OUTPUT_PATH = "epl_players_detailed_2024_filled.json"
API_BASE = "https://transfermarkt-api.fly.dev"
HEADERS = {"accept": "application/json"}
DELAY = 0.3
ENDPOINTS_ORDER = [
    "profile", "market_value", "transfers",
    "jersey_numbers", "stats", "injuries", "achievements"
]

# Load data pemain yang sudah ada
with open(INPUT_PATH, "r", encoding="utf-8") as f:
    players = json.load(f)

# Cek apakah file output sudah ada, untuk melanjutkan
if os.path.exists(OUTPUT_PATH):
    with open(OUTPUT_PATH, "r", encoding="utf-8") as f:
        saved_players = json.load(f)
    saved_ids = {p["player_id"] for p in saved_players}
    print(f"Melanjutkan dari {len(saved_ids)} pemain yang sudah tersimpan.")
else:
    saved_players = []
    saved_ids = set()
    print("Mulai simpan pemain satu per satu...")

# Proses tiap pemain
for player in players:
    pid = player["player_id"]
    if pid in saved_ids:
        print(f"Lewati {player['name']} (ID: {pid})")
        continue

    updated = False

    # Retry endpoint yang belum ada
    for endpoint in ENDPOINTS_ORDER:
        if endpoint not in player:
            print(f"{player['name']} - Retry {endpoint}...")
            try:
                url = f"{API_BASE}/players/{pid}/{endpoint}"
                r = requests.get(url, headers=HEADERS)
                if r.status_code == 200:
                    content = r.json()
                    player[endpoint] = content.get(endpoint) if endpoint in content else content
                    updated = True
                else:
                    print(f"Gagal {endpoint}: {r.status_code}")
                    sys.exit(f"Proses dihentikan karena status {r.status_code} pada {endpoint} - {player['name']}")
            except Exception as e:
                print(f"⚠️ Error {endpoint}: {e}")
                sys.exit(f"Proses dihentikan karena error pada {endpoint} - {player['name']}")
            time.sleep(DELAY)

    # Susun ulang field
    ordered_player = {
        "player_id": player["player_id"],
        "name": player["name"],
        "profile_url": player["profile_url"],
        "club_id": player["club_id"],
        "club_name": player["club_name"],
        "competition_id": player["competition_id"],
        "competition_name": player["competition_name"]
    }
    for endpoint in ENDPOINTS_ORDER:
        if endpoint in player:
            ordered_player[endpoint] = player[endpoint]

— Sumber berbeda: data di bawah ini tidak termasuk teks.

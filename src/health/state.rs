//! Subgraph reachability state machine.
//!
//! # State Transitions
//! ```text
//! Reachable → Unreachable: consecutive failures >= unhealthy_threshold
//! Unreachable → Reachable: consecutive successes >= healthy_threshold
//! ```
//!
//! The startup probe sets the state directly; afterwards only the thresholds move it.

use std::sync::atomic::{AtomicU32, AtomicU8, Ordering};

#[repr(u8)]
#[derive(Debug, Clone, Copy, PartialEq, Eq)]
pub enum HealthState {
    Unknown = 0,
    Reachable = 1,
    Unreachable = 2,
}

impl From<u8> for HealthState {
    fn from(val: u8) -> Self {
        match val {
            1 => HealthState::Reachable,
            2 => HealthState::Unreachable,
            _ => HealthState::Unknown,
        }
    }
}

/// Lock-free reachability tracker with hysteresis.
#[derive(Debug)]
pub struct HealthTracker {
    state: AtomicU8,
    consecutive_failures: AtomicU32,
    consecutive_successes: AtomicU32,
    healthy_threshold: u32,
    unhealthy_threshold: u32,
}

impl HealthTracker {
    pub fn new(healthy_threshold: u32, unhealthy_threshold: u32) -> Self {
        Self {
            state: AtomicU8::new(HealthState::Unknown as u8),
            consecutive_failures: AtomicU32::new(0),
            consecutive_successes: AtomicU32::new(0),
            healthy_threshold: healthy_threshold.max(1),
            unhealthy_threshold: unhealthy_threshold.max(1),
        }
    }

    pub fn state(&self) -> HealthState {
        HealthState::from(self.state.load(Ordering::Relaxed))
    }

    pub fn is_reachable(&self) -> bool {
        self.state() == HealthState::Reachable
    }

    pub fn consecutive_failures(&self) -> u32 {
        self.consecutive_failures.load(Ordering::Relaxed)
    }

    /// Set the state without hysteresis (startup probe).
    pub fn force(&self, reachable: bool) {
        let state = if reachable {
            HealthState::Reachable
        } else {
            HealthState::Unreachable
        };
        self.state.store(state as u8, Ordering::Relaxed);
        self.consecutive_successes.store(0, Ordering::Relaxed);
        self.consecutive_failures
            .store(if reachable { 0 } else { 1 }, Ordering::Relaxed);
    }

    /// Record a success. Returns the new state on a transition.
    pub fn mark_success(&self) -> Option<HealthState> {
        self.consecutive_failures.store(0, Ordering::Relaxed);
        if self.is_reachable() {
            return None;
        }

        let successes = self.consecutive_successes.fetch_add(1, Ordering::Relaxed) + 1;
        if successes >= self.healthy_threshold {
            self.state
                .store(HealthState::Reachable as u8, Ordering::Relaxed);
            self.consecutive_successes.store(0, Ordering::Relaxed);
            return Some(HealthState::Reachable);
        }
        None
    }

    /// Record a failure. Returns the new state on a transition.
    pub fn mark_failure(&self) -> Option<HealthState> {
        self.consecutive_successes.store(0, Ordering::Relaxed);
        let failures = self.consecutive_failures.fetch_add(1, Ordering::Relaxed) + 1;
        if self.state() == HealthState::Unreachable {
            return None;
        }

        if failures >= self.unhealthy_threshold {
            self.state
                .store(HealthState::Unreachable as u8, Ordering::Relaxed);
            return Some(HealthState::Unreachable);
        }
        None
    }
}
use axum::{
    body::Body,
    extract::State,
    http::{header, Request, StatusCode},
    middleware::Next,
    response::Response,
};

use crate::http::server::AppState;

/// Require `Authorization: Bearer <admin.api_key>`.
pub async fn admin_auth_middleware(
    State(state): State<AppState>,
    request: Request<Body>,
    next: Next,
) -> Result<Response, StatusCode> {
    let presented = request
        .headers()
        .get(header::AUTHORIZATION)
        .and_then(|h| h.to_str().ok())
        .and_then(|v| v.strip_prefix("Bearer "));

    match presented {
        Some(key) if !key.is_empty() && key == state.config.admin.api_key => {
            Ok(next.run(request).await)
        }
        _ => {
            tracing::warn!(path = %request.uri().path(), "Rejected admin request with bad credentials");
            Err(StatusCode::UNAUTHORIZED)
        }
    }
}
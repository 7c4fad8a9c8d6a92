//! Exponential backoff with jitter for re-probing failing subgraphs.

use rand::Rng;
use std::time::Duration;

use crate::config::ProbeConfig;

/// Doubling delay from `base` up to `max`, shaved by up to 10% jitter so that
/// subgraphs failing together do not get re-probed in lockstep.
#[derive(Debug, Clone, Copy, PartialEq, Eq)]
pub struct Backoff {
    base: Duration,
    max: Duration,
}

impl Backoff {
    pub fn new(base: Duration, max: Duration) -> Self {
        Self {
            base,
            max: max.max(base),
        }
    }

    pub fn from_probe(config: &ProbeConfig) -> Self {
        Self::new(
            Duration::from_millis(config.backoff_base_ms),
            Duration::from_millis(config.backoff_max_ms),
        )
    }

    /// Delay before the next attempt after `failures` consecutive failures.
    pub fn delay(&self, failures: u32) -> Duration {
        let ceiling = self.ceiling(failures);
        let jitter_range = ceiling.as_millis() as u64 / 10;
        if jitter_range == 0 {
            return ceiling;
        }
        let jitter = rand::thread_rng().gen_range(0..=jitter_range);
        ceiling.saturating_sub(Duration::from_millis(jitter))
    }

    /// Delay without jitter.
    pub fn ceiling(&self, failures: u32) -> Duration {
        if failures == 0 {
            return Duration::ZERO;
        }
        let factor = 2u32.saturating_pow(failures.saturating_sub(1).min(31));
        self.base.saturating_mul(factor).min(self.max)
    }
}

#[cfg(test)]
mod tests {
    use super::*;

    #[test]
    fn test_ceiling_doubles_until_capped() {
        let backoff = Backoff::new(Duration::from_millis(500), Duration::from_secs(4));
        assert_eq!(backoff.ceiling(0), Duration::ZERO);
        assert_eq!(backoff.ceiling(1), Duration::from_millis(500));
        assert_eq!(backoff.ceiling(2), Duration::from_millis(1000));
        assert_eq!(backoff.ceiling(4), Duration::from_millis(4000));
        assert_eq!(backoff.ceiling(40), Duration::from_millis(4000));
    }

    #[test]
    fn test_jitter_stays_within_ten_percent_below_ceiling() {
        let backoff = Backoff::new(Duration::from_millis(1000), Duration::from_secs(30));
        for failures in 1..8 {
            let ceiling = backoff.ceiling(failures);
            let delay = backoff.delay(failures);
            assert!(delay <= ceiling);
            assert!(delay >= ceiling - ceiling / 10);
        }
    }

    #[test]
    fn test_max_below_base_is_raised() {
        let backoff = Backoff::new(Duration::from_secs(2), Duration::from_secs(1));
        assert_eq!(backoff.ceiling(3), Duration::from_secs(2));
    }
}
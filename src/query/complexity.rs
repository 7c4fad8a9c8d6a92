//! Weighted query cost with list amplification.
//!
//! `cost(field) = field_cost + multiplier × Σ cost(children)`, where the multiplier is 1
//! for scalar/object fields and the page size (or the default list multiplier) for
//! list-producing fields. Aliases are costed independently.

use async_graphql_value::Value;
use serde_json::{Map, Value as JsonValue};
use std::collections::HashSet;

use crate::config::ComplexityRules;
use crate::error::GatewayError;
use crate::query::shape::{FieldNode, QueryShape, SelectionNode};

/// Computes operation cost from the configured rules plus list fields discovered
/// during composition.
pub struct ComplexityAnalyzer<'a> {
    rules: &'a ComplexityRules,
    discovered_list_fields: &'a HashSet<String>,
    variables: &'a Map<String, JsonValue>,
}

impl<'a> ComplexityAnalyzer<'a> {
    pub fn new(
        rules: &'a ComplexityRules,
        discovered_list_fields: &'a HashSet<String>,
        variables: &'a Map<String, JsonValue>,
    ) -> Self {
        Self {
            rules,
            discovered_list_fields,
            variables,
        }
    }

    pub fn cost(&self, shape: &QueryShape) -> u64 {
        self.selections_cost(&shape.selections)
    }

    fn selections_cost(&self, selections: &[SelectionNode]) -> u64 {
        selections.iter().fold(0u64, |total, selection| {
            let cost = match selection {
                SelectionNode::Field(field) => self.field_cost(field),
                SelectionNode::InlineFragment(fragment) => {
                    self.selections_cost(&fragment.selections)
                }
            };
            total.saturating_add(cost)
        })
    }

    fn field_cost(&self, field: &FieldNode) -> u64 {
        let own = self.rules.field_cost(&field.name);
        if field.selections.is_empty() {
            return own;
        }
        let children = self.selections_cost(&field.selections);
        own.saturating_add(self.multiplier(field).saturating_mul(children))
    }

    fn multiplier(&self, field: &FieldNode) -> u64 {
        let size_argument = self
            .rules
            .list_size_arguments
            .iter()
            .find_map(|name| field.argument(name));

        if let Some(value) = size_argument {
            return self
                .page_size(value)
                .unwrap_or(self.rules.default_list_multiplier);
        }

        if self.rules.list_fields.contains(&field.name)
            || self.discovered_list_fields.contains(&field.name)
        {
            self.rules.default_list_multiplier
        } else {
            1
        }
    }

    fn page_size(&self, value: &Value) -> Option<u64> {
        match value {
            Value::Number(n) => n.as_u64(),
            Value::Variable(name) => self.variables.get(name.as_str()).and_then(JsonValue::as_u64),
            _ => None,
        }
    }
}

/// Reject the operation when its cost exceeds `max_complexity`.
pub fn check_complexity(
    analyzer: &ComplexityAnalyzer<'_>,
    shape: &QueryShape,
    max_complexity: u64,
) -> Result<u64, GatewayError> {
    let cost = analyzer.cost(shape);
    if cost > max_complexity {
        return Err(GatewayError::QueryTooComplex {
            actual: cost,
            max: max_complexity,
        });
    }
    Ok(cost)
}

#[cfg(test)]
mod tests {
    use super::*;
    use crate::config::SecurityConfig;
    use serde_json::json;

    fn rules() -> ComplexityRules {
        let mut rules = SecurityConfig::default().complexity;
        rules.list_fields.insert("listings".to_string());
        rules
    }

    fn cost_of(query: &str, variables: JsonValue) -> u64 {
        let rules = rules();
        let discovered = HashSet::new();
        let variables = variables.as_object().cloned().unwrap_or_default();
        let shape = QueryShape::parse(query, None).unwrap();
        ComplexityAnalyzer::new(&rules, &discovered, &variables).cost(&shape)
    }

    fn aliased_listings(copies: usize) -> String {
        let leaves = (0..11).map(|i| format!("f{}", i)).collect::<Vec<_>>().join(" ");
        let fields = (0..copies)
            .map(|i| format!("l{}: listings {{ {} }}", i, leaves))
            .collect::<Vec<_>>()
            .join(" ");
        format!("{{ {} }}", fields)
    }

    #[test]
    fn test_scalar_fields_cost_one_each() {
        assert_eq!(cost_of("{ me { id name } }", json!({})), 3);
    }

    #[test]
    fn test_list_fields_multiply_children() {
        // 1 + 10 × 2
        assert_eq!(cost_of("{ listings { id title } }", json!({})), 21);
    }

    #[test]
    fn test_page_size_argument_overrides_default() {
        assert_eq!(cost_of("{ bookings(first: 3) { id } }", json!({})), 4);
        assert_eq!(
            cost_of("query Q($n: Int) { bookings(limit: $n) { id } }", json!({ "n": 50 })),
            51
        );
        // unresolved variable falls back to the default multiplier
        assert_eq!(cost_of("query Q($n: Int) { bookings(limit: $n) { id } }", json!({})), 11);
    }

    #[test]
    fn test_discovered_list_fields_amplify() {
        let rules = SecurityConfig::default().complexity;
        let discovered: HashSet<String> = ["reviews".to_string()].into_iter().collect();
        let variables = Map::new();
        let shape = QueryShape::parse("{ reviews { id } }", None).unwrap();
        assert_eq!(
            ComplexityAnalyzer::new(&rules, &discovered, &variables).cost(&shape),
            11
        );
    }

    #[test]
    fn test_aliases_are_counted_independently() {
        let rules = rules();
        let discovered = HashSet::new();
        let variables = Map::new();

        let nine = QueryShape::parse(&aliased_listings(9), None).unwrap();
        let analyzer = ComplexityAnalyzer::new(&rules, &discovered, &variables);
        assert_eq!(check_complexity(&analyzer, &nine, 1000).unwrap(), 999);

        let eleven = QueryShape::parse(&aliased_listings(11), None).unwrap();
        assert_eq!(
            check_complexity(&analyzer, &eleven, 1000).unwrap_err(),
            GatewayError::QueryTooComplex { actual: 1221, max: 1000 }
        );
    }

    #[test]
    fn test_configured_field_cost() {
        let mut rules = rules();
        rules.field_costs.insert("search".to_string(), 25);
        let discovered = HashSet::new();
        let variables = Map::new();
        let shape = QueryShape::parse("{ search { id } }", None).unwrap();
        assert_eq!(
            ComplexityAnalyzer::new(&rules, &discovered, &variables).cost(&shape),
            26
        );
    }
}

    # Simpan langsung satu per satu
    saved_players.append(ordered_player)
    with open(OUTPUT_PATH, "w", encoding="utf-8") as f:
        json.dump(saved_players, f, ensure_ascii=False, indent=2)

    print(f"✅ Selesai {player['name']}")

print(f"\nSemua pemain telah disimpan ke '{OUTPUT_PATH}' sebanyak {len(saved_players)} pemain.")

♻️ Melanjutkan dari 543 pemain yang sudah tersimpan.

🎯 Semua pemain telah disimpan ke 'epl_players_detailed_2024_filled.json' sebanyak 543 pemain.